The randomized, multicenter trial has enrolled 540 patients and will investigate the outcome of using Docetaxel, a taxane compound from Aventis Pharma, in sequential application following chemotherapy with anthracycline. It will be conducted at up to 40 clinical sites across southern Germany, coordinated by the departments of gynecology at the Technical University of Munich (TUM) and the Ludwig-Maximilian University of Munich (LMU).
"This study allows us to combine expertise from three different areas to address the question of what to do with high-risk patients," Olaf Wilhelm, CEO of Wilex, told BioWorld International. "It's unclear today what the best treatment is. We do know now that with certain markers in the tumor, the prognosis for the patient differs. The question is whether we see indications of markers that can predict the response to the treatments."
The study will provide Wilex, of Munich, with clinical data on chemotherapy regimens that may serve as potential combination therapies for Wilex's uPA inhibitor WX-UK1, which is in Phase I clinical development. Aventis Pharma Deutschland GmbH, based in Frankfurt, Germany, is co-sponsoring the study. Marion Kiechle at TUM and Harald Sommer at LMU will direct the trial.
Recent observations have suggested that high-risk patients, according to their status with urokinase-type plasminogen activator (uPA) and plasminogen activator inhibitor type-1 (PAI-1), can benefit from adjuvant systemic chemotherapy. For those patients, combination chemotherapy regimens can lead to improved patient outcome and prolonged survival.

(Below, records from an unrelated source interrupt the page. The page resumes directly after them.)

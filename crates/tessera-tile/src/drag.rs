//! Interactive edge dragging.
//!
//! ```text
//! Idle -> Armed -> Dragging -> Idle (commit)
//!    \       \---------\-----> Idle (release without motion / cancel)
//! ```
//!
//! Every event handed to [`Tile::handle_pointer_event`] or
//! [`Tile::handle_event`] produces one [`DragTransition`], retrievable with
//! [`Tile::last_transition`].

use serde::{Deserialize, Serialize};
use tessera_core::cursor::CursorKind;
use tessera_core::event::{Event, PointerEvent, PointerEventKind};
use tessera_core::geometry::{Point, Rect};

use crate::engine::EdgeTarget;
use crate::error::TileError;
use crate::host::{CallbackReason, TileHost};
use crate::locator::{CursorClass, DragSession};
use crate::snapshot::TileSnapshot;
use crate::tile::Tile;

/// Lifecycle state of the drag controller.
#[derive(Debug, Clone, Copy, PartialEq, Eq, Default, Serialize, Deserialize)]
#[serde(tag = "state", rename_all = "snake_case")]
pub enum DragState {
    #[default]
    Idle,
    /// Pressed on an edge; nothing has moved yet. `limits` is the clamp
    /// rectangle captured at press time.
    Armed {
        session: DragSession,
        origin: Point,
        limits: Rect,
    },
    Dragging {
        session: DragSession,
        origin: Point,
        current: Point,
        limits: Rect,
    },
}

impl DragState {
    #[must_use]
    pub const fn session(&self) -> Option<DragSession> {
        match self {
            Self::Idle => None,
            Self::Armed { session, .. } | Self::Dragging { session, .. } => Some(*session),
        }
    }

    #[must_use]
    pub const fn is_active(&self) -> bool {
        !matches!(self, Self::Idle)
    }
}

/// Why an active drag ended without a commit.
#[derive(Debug, Clone, Copy, PartialEq, Eq, Serialize, Deserialize)]
#[serde(rename_all = "snake_case")]
pub enum CancelReason {
    FocusLost,
    CaptureLost,
    /// [`Tile::cancel_drag`] was called.
    Programmatic,
    /// A region was removed mid-drag.
    RegionRemoved,
    /// The container was resized mid-drag.
    ContainerResized,
}

/// Events that were handled but changed nothing.
#[derive(Debug, Clone, Copy, PartialEq, Eq, Serialize, Deserialize)]
#[serde(rename_all = "snake_case")]
pub enum DragNoopReason {
    IdleWithoutActiveDrag,
    ActiveDragAlreadyInProgress,
    NoEdgeUnderPointer,
    ButtonMismatch,
    /// The engine could not allocate its commit buffer.
    CommitFailed,
}

/// What one transition did.
#[derive(Debug, Clone, Copy, PartialEq, Eq, Serialize, Deserialize)]
#[serde(tag = "effect", rename_all = "snake_case")]
pub enum DragEffect {
    Hovered {
        cursor: CursorClass,
    },
    Left,
    Armed {
        target: EdgeTarget,
        origin: Point,
    },
    Dragged {
        target: EdgeTarget,
        requested: Point,
        achieved: EdgeTarget,
    },
    Committed {
        target: EdgeTarget,
        achieved: EdgeTarget,
    },
    /// Released while armed: no callbacks.
    Released {
        target: EdgeTarget,
    },
    Canceled {
        target: Option<EdgeTarget>,
        reason: CancelReason,
        restored: bool,
    },
    Noop {
        reason: DragNoopReason,
    },
}

/// One controller step.
#[derive(Debug, Clone, Copy, PartialEq, Eq, Serialize, Deserialize)]
pub struct DragTransition {
    pub transition_id: u64,
    pub from: DragState,
    pub to: DragState,
    pub effect: DragEffect,
}

/// Drag lifecycle bookkeeping owned by a [`Tile`].
#[derive(Debug, Clone, Default)]
pub struct DragController {
    state: DragState,
    cursor: CursorKind,
    transition_counter: u64,
    last: Option<DragTransition>,
    /// Geometry at press time, kept when cancel should restore it.
    pressed: Option<TileSnapshot>,
}

impl DragController {
    #[must_use]
    pub const fn state(&self) -> DragState {
        self.state
    }

    /// Cursor last requested from the host.
    #[must_use]
    pub const fn cursor(&self) -> CursorKind {
        self.cursor
    }

    #[must_use]
    pub const fn last_transition(&self) -> Option<&DragTransition> {
        self.last.as_ref()
    }

    fn record(&mut self, from: DragState, effect: DragEffect) -> DragTransition {
        self.transition_counter = self.transition_counter.saturating_add(1);
        let transition = DragTransition {
            transition_id: self.transition_counter,
            from,
            to: self.state,
            effect,
        };
        tessera_core::debug!(
            transition_id = transition.transition_id,
            from = ?transition.from,
            to = ?transition.to,
            effect = ?transition.effect,
            "drag transition"
        );
        self.last = Some(transition);
        transition
    }

    /// Returns the new cursor if it differs from the current one.
    fn change_cursor(&mut self, cursor: CursorKind) -> Option<CursorKind> {
        if self.cursor == cursor {
            return None;
        }
        self.cursor = cursor;
        Some(cursor)
    }

    /// Drop an active drag without restoring anything.
    pub(crate) fn abandon(&mut self) {
        let from = self.state;
        if !from.is_active() {
            return;
        }
        self.state = DragState::Idle;
        self.pressed = None;
        self.record(
            from,
            DragEffect::Canceled {
                target: from.session().map(|session| session.old),
                reason: CancelReason::RegionRemoved,
                restored: false,
            },
        );
    }
}

impl<W> Tile<W> {
    #[must_use]
    pub const fn drag_state(&self) -> DragState {
        self.drag.state()
    }

    /// The most recent controller transition.
    #[must_use]
    pub const fn last_transition(&self) -> Option<&DragTransition> {
        self.drag.last_transition()
    }

    /// Feed one pointer event. Returns whether the container consumed it.
    pub fn handle_pointer_event<H: TileHost<W>>(
        &mut self,
        event: &PointerEvent,
        host: &mut H,
    ) -> bool {
        let from = self.drag.state;
        let pointer = event.position();
        let drag_button = self.config.drag_button;

        let (consumed, effect) = match (from, event.kind) {
            (DragState::Idle, PointerEventKind::Moved) => {
                let session = self.locate(pointer);
                self.show_cursor(session.cursor.cursor(), host);
                (
                    session.is_active(),
                    DragEffect::Hovered {
                        cursor: session.cursor,
                    },
                )
            }
            (DragState::Idle, PointerEventKind::Leave) => {
                self.show_cursor(CursorKind::Default, host);
                (false, DragEffect::Left)
            }
            (
                _,
                PointerEventKind::Down(button)
                | PointerEventKind::Drag(button)
                | PointerEventKind::Up(button),
            ) if button != drag_button => (
                from.is_active(),
                DragEffect::Noop {
                    reason: DragNoopReason::ButtonMismatch,
                },
            ),
            (DragState::Idle, PointerEventKind::Down(_)) => {
                let session = self.locate(pointer);
                if session.is_active() {
                    self.drag.pressed = self.config.restore_on_cancel.then(|| self.snapshot());
                    self.drag.state = DragState::Armed {
                        session,
                        origin: pointer,
                        limits: self.drag_limits(),
                    };
                    self.show_cursor(session.cursor.cursor(), host);
                    (
                        true,
                        DragEffect::Armed {
                            target: session.old,
                            origin: pointer,
                        },
                    )
                } else {
                    (
                        false,
                        DragEffect::Noop {
                            reason: DragNoopReason::NoEdgeUnderPointer,
                        },
                    )
                }
            }
            (
                DragState::Armed {
                    session,
                    origin,
                    limits,
                }
                | DragState::Dragging {
                    session,
                    origin,
                    limits,
                    ..
                },
                PointerEventKind::Drag(_),
            ) => {
                let requested = limits.clamp_point(session.candidate(pointer));
                let effect = match self.preview(session, requested, host) {
                    Ok(achieved) => {
                        let mut session = session;
                        session.old = achieved;
                        self.drag.state = DragState::Dragging {
                            session,
                            origin,
                            current: pointer,
                            limits,
                        };
                        host.invoke_callback(CallbackReason::Dragged);
                        DragEffect::Dragged {
                            target: session.old,
                            requested,
                            achieved,
                        }
                    }
                    Err(err) => commit_failed(&err),
                };
                (true, effect)
            }
            (DragState::Dragging { session, limits, .. }, PointerEventKind::Up(_)) => {
                let requested = limits.clamp_point(session.candidate(pointer));
                let before = self.registry.bounds();
                let result = self.move_intersection(session.old, requested);
                let changed = self.changed_since(&before);
                self.push_bounds(&changed, host);
                self.drag.state = DragState::Idle;
                self.drag.pressed = None;
                let effect = match result {
                    Ok(achieved) => {
                        host.invoke_callback(CallbackReason::Changed);
                        DragEffect::Committed {
                            target: session.old,
                            achieved,
                        }
                    }
                    Err(err) => commit_failed(&err),
                };
                (true, effect)
            }
            (DragState::Armed { session, .. }, PointerEventKind::Up(_)) => {
                self.drag.state = DragState::Idle;
                self.drag.pressed = None;
                (
                    true,
                    DragEffect::Released {
                        target: session.old,
                    },
                )
            }
            (DragState::Armed { .. } | DragState::Dragging { .. }, PointerEventKind::Down(_)) => (
                true,
                DragEffect::Noop {
                    reason: DragNoopReason::ActiveDragAlreadyInProgress,
                },
            ),
            (DragState::Idle, PointerEventKind::Drag(_) | PointerEventKind::Up(_)) => (
                false,
                DragEffect::Noop {
                    reason: DragNoopReason::IdleWithoutActiveDrag,
                },
            ),
            // Capture keeps hover and leave from interrupting an active drag.
            (
                DragState::Armed { .. } | DragState::Dragging { .. },
                PointerEventKind::Moved | PointerEventKind::Leave,
            ) => (
                true,
                DragEffect::Noop {
                    reason: DragNoopReason::ActiveDragAlreadyInProgress,
                },
            ),
        };

        self.drag.record(from, effect);
        consumed
    }

    /// Feed any canonical event. Returns whether the container consumed it.
    pub fn handle_event<H: TileHost<W>>(&mut self, event: &Event, host: &mut H) -> bool {
        match event {
            Event::Pointer(pointer) => self.handle_pointer_event(pointer, host),
            Event::Resize(bounds) => {
                if self.drag.state.is_active() {
                    self.cancel_with(CancelReason::ContainerResized, host);
                }
                let before = self.registry.bounds();
                if let Err(err) = self.resize_container(*bounds) {
                    tessera_core::error!(%err, "container resize failed");
                    return false;
                }
                let changed = self.changed_since(&before);
                self.push_bounds(&changed, host);
                true
            }
            Event::Focus(true) => false,
            Event::Focus(false) => self.cancel_with(CancelReason::FocusLost, host),
            Event::CaptureLost => self.cancel_with(CancelReason::CaptureLost, host),
        }
    }

    /// Abort an active drag without committing. Returns whether a drag was
    /// active.
    pub fn cancel_drag<H: TileHost<W>>(&mut self, host: &mut H) -> bool {
        self.cancel_with(CancelReason::Programmatic, host)
    }

    fn cancel_with<H: TileHost<W>>(&mut self, reason: CancelReason, host: &mut H) -> bool {
        let from = self.drag.state;
        let Some(session) = from.session() else {
            self.drag.record(
                from,
                DragEffect::Noop {
                    reason: DragNoopReason::IdleWithoutActiveDrag,
                },
            );
            return false;
        };

        self.drag.state = DragState::Idle;
        let mut restored = false;
        if let Some(snapshot) = self.drag.pressed.take() {
            match self.restore(&snapshot) {
                Ok(changed) => {
                    self.push_bounds(&changed, host);
                    restored = true;
                }
                Err(err) => tessera_core::warn!(%err, "could not restore pre-drag geometry"),
            }
        }
        self.show_cursor(CursorKind::Default, host);
        self.drag.record(
            from,
            DragEffect::Canceled {
                target: Some(session.old),
                reason,
                restored,
            },
        );
        true
    }

    fn preview<H: TileHost<W>>(
        &mut self,
        session: DragSession,
        requested: Point,
        host: &mut H,
    ) -> Result<EdgeTarget, TileError> {
        let before = self.registry.bounds();
        let achieved = self.drag_intersection(session.old, requested)?;
        let changed = self.changed_since(&before);
        self.push_bounds(&changed, host);
        Ok(achieved)
    }

    /// Rectangle drag targets are clamped to: the container in size-range
    /// mode, otherwise the anchor (or the container without one). Read once
    /// per press; the drag itself moves the anchor's edges.
    fn drag_limits(&self) -> Rect {
        if self.is_size_range_enabled() {
            return self.bounds;
        }
        self.anchor
            .and_then(|id| self.region_bounds(id))
            .unwrap_or(self.bounds)
    }

    fn show_cursor<H: TileHost<W>>(&mut self, cursor: CursorKind, host: &mut H) {
        if let Some(cursor) = self.drag.change_cursor(cursor) {
            host.set_cursor(cursor);
        }
    }
}

fn commit_failed(err: &TileError) -> DragEffect {
    tessera_core::error!(%err, "drag commit failed");
    DragEffect::Noop {
        reason: DragNoopReason::CommitFailed,
    }
}
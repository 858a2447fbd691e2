//! Benchmarks for edge propagation and container resizing.
//!
//! Run with: cargo bench -p tessera-tile

use criterion::{BatchSize, BenchmarkId, Criterion, criterion_group, criterion_main};
use std::hint::black_box;
use tessera_core::geometry::{Point, Rect};
use tessera_tile::{EdgeTarget, Propagator, Tile, TileConfig};

const CELL: i32 = 40;
const MIN: i32 = 10;

/// An `n` x `n` grid of equal cells in size-range mode.
fn make_grid(n: i32) -> Tile<i32> {
    let config = TileConfig::default().with_size_range(MIN, MIN);
    let mut tile = Tile::new(Rect::new(0, 0, n * CELL, n * CELL), config).expect("config");
    for row in 0..n {
        for col in 0..n {
            tile.add_region(row * n + col, Rect::new(col * CELL, row * CELL, CELL, CELL));
        }
    }
    tile
}

fn bench_plan_cascade(c: &mut Criterion) {
    let mut group = c.benchmark_group("tile/plan_cascade");

    for n in [4, 8, 16, 32] {
        let tile = make_grid(n);
        let rects: Vec<Rect> = tile.regions().map(|region| region.bounds()).collect();
        let mins = vec![tessera_core::geometry::Size::new(MIN, MIN); rects.len()];
        let bounds = tile.bounds();
        // Drag the first vertical line all the way right so every column
        // collapses to its minimum.
        group.bench_with_input(BenchmarkId::new("full_push", n), &rects, |b, rects| {
            b.iter(|| {
                let mut engine = Propagator::new(rects, &mins, bounds);
                black_box(engine.plan(EdgeTarget::vertical(CELL), Point::new(n * CELL, 0)))
            })
        });
    }

    group.finish();
}

fn bench_corner_drag(c: &mut Criterion) {
    let mut group = c.benchmark_group("tile/corner_drag");

    for n in [4, 8, 16] {
        let mid = (n / 2) * CELL;
        group.bench_function(BenchmarkId::new("move_intersection", n), |b| {
            b.iter_batched(
                || make_grid(n),
                |mut tile| {
                    black_box(
                        tile.move_intersection(
                            EdgeTarget::corner(mid, mid),
                            Point::new(mid + CELL * 3, mid - CELL * 3),
                        ),
                    )
                },
                BatchSize::SmallInput,
            )
        });
    }

    group.finish();
}

fn bench_resize(c: &mut Criterion) {
    let mut group = c.benchmark_group("tile/resize_container");

    for n in [4, 8, 16] {
        let size = n * CELL;
        group.bench_function(BenchmarkId::new("shrink_to_minimums", n), |b| {
            b.iter_batched(
                || make_grid(n),
                |mut tile| black_box(tile.resize_container(Rect::new(0, 0, size / 8, size / 8))),
                BatchSize::SmallInput,
            )
        });
        group.bench_function(BenchmarkId::new("grow_with_anchor", n), |b| {
            b.iter_batched(
                || {
                    let mut tile = make_grid(n);
                    let anchor = tile.regions().nth((n * n / 2) as usize).map(|r| r.id());
                    if let Some(id) = anchor {
                        tile.set_anchor(id);
                    }
                    tile
                },
                |mut tile| black_box(tile.resize_container(Rect::new(0, 0, size * 2, size * 2))),
                BatchSize::SmallInput,
            )
        });
    }

    group.finish();
}

fn bench_pointer_storm(c: &mut Criterion) {
    use tessera_core::event::PointerEvent;
    use tessera_tile::NullHost;

    let mut group = c.benchmark_group("tile/pointer_storm");
    let n = 8;
    group.bench_function("drag_100_steps", |b| {
        b.iter_batched(
            || make_grid(n),
            |mut tile| {
                let mut host = NullHost;
                tile.handle_pointer_event(&PointerEvent::down(CELL, CELL / 2), &mut host);
                for step in 0..100 {
                    let x = CELL + (step % 40) * 4;
                    tile.handle_pointer_event(&PointerEvent::drag(x, CELL / 2), &mut host);
                }
                black_box(tile.handle_pointer_event(&PointerEvent::up(CELL, CELL / 2), &mut host))
            },
            BatchSize::SmallInput,
        )
    });
    group.finish();
}

criterion_group!(
    benches,
    bench_plan_cascade,
    bench_corner_drag,
    bench_resize,
    bench_pointer_storm
);
criterion_main!(benches);
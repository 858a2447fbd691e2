//! The tile container.
//!
//! `Tile<W>` owns the region registry, the container bounds, the optional
//! anchor, and the drag controller. Geometry changes are planned by the
//! [`Propagator`] against a snapshot of the bounds and applied here in one
//! step, so a failed plan never leaves half-moved edges behind.

use tessera_core::geometry::{Point, Rect, Size, bounding_box};

use crate::config::TileConfig;
use crate::drag::DragController;
use crate::engine::{BoundsPatch, EdgeTarget, IntersectionPlan, Propagator};
use crate::error::{SnapshotError, TileError};
use crate::host::TileHost;
use crate::invariant::{self, CheckedRegion, InvariantReport};
use crate::locator::{self, DragSession};
use crate::registry::{Region, RegionId, RegionRegistry};
use crate::snapshot::{RegionRecord, TILE_SNAPSHOT_SCHEMA_VERSION, TileSnapshot};

/// A container whose regions exactly partition its bounds.
///
/// # Example
///
/// ```
/// use tessera_core::geometry::{Point, Rect};
/// use tessera_tile::{EdgeTarget, Tile, TileConfig};
///
/// let config = TileConfig::default().with_size_range(50, 50);
/// let mut tile = Tile::new(Rect::new(0, 0, 300, 300), config).expect("valid config");
/// let left = tile.add_region("left", Rect::new(0, 0, 150, 300));
/// let right = tile.add_region("right", Rect::new(150, 0, 150, 300));
///
/// let achieved = tile
///     .move_intersection(EdgeTarget::vertical(150), Point::new(280, 0))
///     .expect("commit");
/// assert_eq!(achieved, EdgeTarget::vertical(250));
/// assert_eq!(tile.region_bounds(left), Some(Rect::new(0, 0, 250, 300)));
/// assert_eq!(tile.region_bounds(right), Some(Rect::new(250, 0, 50, 300)));
/// ```
#[derive(Debug, Clone)]
pub struct Tile<W> {
    pub(crate) config: TileConfig,
    pub(crate) bounds: Rect,
    pub(crate) registry: RegionRegistry<W>,
    pub(crate) anchor: Option<RegionId>,
    pub(crate) drag: DragController,
}
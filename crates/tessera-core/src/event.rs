#![forbid(unsafe_code)]

//! Canonical input/event types.
//!
//! Hosts translate their native pointer and window events into these types
//! before handing them to a tile container. All events derive `Clone`,
//! `PartialEq`, and `Eq` for use in tests and pattern matching.
//!
//! # Design Notes
//!
//! - Pointer coordinates are in the container's coordinate space.
//! - `Modifiers` and `PointerButtons` use bitflags for easy combination.
//! - A pointer event carries the button state sampled by the host, so the
//!   engine never polls the host for it.

use bitflags::bitflags;

use crate::geometry::{Point, Rect};

/// Canonical input event.
#[derive(Debug, Clone, PartialEq, Eq)]
pub enum Event {
    /// A pointer event.
    Pointer(PointerEvent),

    /// The host asked the container to take new outer bounds.
    Resize(Rect),

    /// Focus gained or lost.
    ///
    /// `true` = focus gained, `false` = focus lost.
    Focus(bool),

    /// The host lost pointer capture (grab broken, window hidden, ...).
    CaptureLost,
}

bitflags! {
    /// Modifier keys held during a pointer event.
    #[derive(Debug, Clone, Copy, PartialEq, Eq, Hash)]
    pub struct Modifiers: u8 {
        /// No modifiers.
        const NONE  = 0b0000;
        /// Shift key.
        const SHIFT = 0b0001;
        /// Alt/Option key.
        const ALT   = 0b0010;
        /// Control key.
        const CTRL  = 0b0100;
        /// Super/Meta/Command key.
        const SUPER = 0b1000;
    }
}

impl Default for Modifiers {
    fn default() -> Self {
        Self::NONE
    }
}

bitflags! {
    /// Pointer buttons currently held down.
    #[derive(Debug, Clone, Copy, PartialEq, Eq, Hash)]
    pub struct PointerButtons: u8 {
        const NONE   = 0b000;
        const LEFT   = 0b001;
        const RIGHT  = 0b010;
        const MIDDLE = 0b100;
    }
}

impl Default for PointerButtons {
    fn default() -> Self {
        Self::NONE
    }
}

/// Pointer button identifiers.
#[derive(Debug, Clone, Copy, PartialEq, Eq, Hash, serde::Serialize, serde::Deserialize)]
#[serde(rename_all = "snake_case")]
pub enum PointerButton {
    /// Left (primary) button.
    Left,

    /// Right button.
    Right,

    /// Middle button (scroll wheel click).
    Middle,
}

impl PointerButton {
    /// The held-button mask corresponding to this button.
    #[must_use]
    pub const fn mask(self) -> PointerButtons {
        match self {
            Self::Left => PointerButtons::LEFT,
            Self::Right => PointerButtons::RIGHT,
            Self::Middle => PointerButtons::MIDDLE,
        }
    }
}

/// The type of pointer event.
#[derive(Debug, Clone, Copy, PartialEq, Eq, Hash)]
pub enum PointerEventKind {
    /// Button pressed down.
    Down(PointerButton),

    /// Button released.
    Up(PointerButton),

    /// Pointer moved while a button is held.
    Drag(PointerButton),

    /// Pointer moved with no button held.
    Moved,

    /// Pointer left the container.
    Leave,
}

/// A pointer event.
#[derive(Debug, Clone, Copy, PartialEq, Eq)]
pub struct PointerEvent {
    /// The type of pointer event.
    pub kind: PointerEventKind,

    /// X coordinate.
    pub x: i32,

    /// Y coordinate.
    pub y: i32,

    /// Buttons held at the time of the event.
    pub buttons: PointerButtons,

    /// Modifier keys held during the event.
    pub modifiers: Modifiers,
}

impl PointerEvent {
    /// Create a new pointer event. The held-button mask is derived from the
    /// event kind.
    #[must_use]
    pub const fn new(kind: PointerEventKind, x: i32, y: i32) -> Self {
        let buttons = match kind {
            PointerEventKind::Down(button) | PointerEventKind::Drag(button) => button.mask(),
            PointerEventKind::Up(_) | PointerEventKind::Moved | PointerEventKind::Leave => {
                PointerButtons::NONE
            }
        };
        Self {
            kind,
            x,
            y,
            buttons,
            modifiers: Modifiers::NONE,
        }
    }

    /// Shorthand for a hover move.
    #[must_use]
    pub const fn moved(x: i32, y: i32) -> Self {
        Self::new(PointerEventKind::Moved, x, y)
    }

    /// Shorthand for a primary-button press.
    #[must_use]
    pub const fn down(x: i32, y: i32) -> Self {
        Self::new(PointerEventKind::Down(PointerButton::Left), x, y)
    }

    /// Shorthand for a primary-button drag.
    #[must_use]
    pub const fn drag(x: i32, y: i32) -> Self {
        Self::new(PointerEventKind::Drag(PointerButton::Left), x, y)
    }

    /// Shorthand for a primary-button release.
    #[must_use]
    pub const fn up(x: i32, y: i32) -> Self {
        Self::new(PointerEventKind::Up(PointerButton::Left), x, y)
    }

    /// Create a pointer event with modifiers.
    #[must_use]
    pub const fn with_modifiers(mut self, modifiers: Modifiers) -> Self {
        self.modifiers = modifiers;
        self
    }

    /// Override the held-button mask reported by the host.
    #[must_use]
    pub const fn with_buttons(mut self, buttons: PointerButtons) -> Self {
        self.buttons = buttons;
        self
    }

    /// Get the position as a point.
    #[must_use]
    pub const fn position(&self) -> Point {
        Point::new(self.x, self.y)
    }
}

impl From<PointerEvent> for Event {
    fn from(event: PointerEvent) -> Self {
        Self::Pointer(event)
    }
}

#[cfg(test)]
mod tests {
    use super::*;

    #[test]
    fn pointer_event_position() {
        let event = PointerEvent::down(10, -20);
        assert_eq!(event.position(), Point::new(10, -20));
        assert_eq!(event.kind, PointerEventKind::Down(PointerButton::Left));
    }

    #[test]
    fn buttons_follow_kind() {
        assert_eq!(PointerEvent::drag(0, 0).buttons, PointerButtons::LEFT);
        assert_eq!(PointerEvent::up(0, 0).buttons, PointerButtons::NONE);
        let right = PointerEvent::new(PointerEventKind::Down(PointerButton::Right), 1, 1);
        assert_eq!(right.buttons, PointerButtons::RIGHT);
    }

    #[test]
    fn pointer_event_with_modifiers() {
        let event = PointerEvent::moved(0, 0).with_modifiers(Modifiers::ALT | Modifiers::SHIFT);
        assert!(event.modifiers.contains(Modifiers::ALT));
        assert!(!event.modifiers.contains(Modifiers::CTRL));
    }

    #[test]
    fn defaults_are_empty() {
        assert_eq!(Modifiers::default(), Modifiers::NONE);
        assert_eq!(PointerButtons::default(), PointerButtons::NONE);
    }

    #[test]
    fn pointer_converts_into_event() {
        let event: Event = PointerEvent::moved(3, 4).into();
        assert!(matches!(event, Event::Pointer(p) if p.x == 3 && p.y == 4));
    }
}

"High-risk breast cancer patients can be identified by their uPA/PAI-1 levels in the primary tumor," said Nadia Harbeck, a breast cancer specialist at TUM. "It is of the utmost importance for these patients to find out whether they benefit from addition of Docetaxel to the standard anthracycline-containing adjuvant chemotherapy. This study offers a unique possibility to combine interesting clinical questions with up-to-date translational research."
The Wilex-TUM study thus will aim to evaluate the predictive value of the levels of uPA and PAI-1 in the primary tumor with respect to chemotherapy regimens containing Docetaxel. A secondary objective of the study is to look for new therapy response markers and targets.
"Wilex is developing cancer therapies by first identifying the prognostic markers that would indicate those patients most at risk of developing metastatic disease," Wilhelm said. "This clinical trial will provide us with data on chemotherapy regimens to be used in combination with our lead uPA inhibitor, WX-UK1, to target high-risk breast cancer patients. In addition, we hope that the collaboration will also be fruitful in identifying new predictive markers, tumor response markers and potential therapeutic targets."
Tumor levels of uPA and of PAI-1 are predictive factors for breast cancer patients, and patients with high levels of uPA and/or PAI-1 have a considerably poorer prognosis than patients with low levels.
Wilex was founded by clinical oncologists who identified prognostic markers that could recognize subpopulations of cancer patients at high risk of developing metastatic disease. The company is developing several therapies tailored to the medical needs of those patient populations. Wilex has three products in clinical trials, entailing both antibody and small-molecule therapies.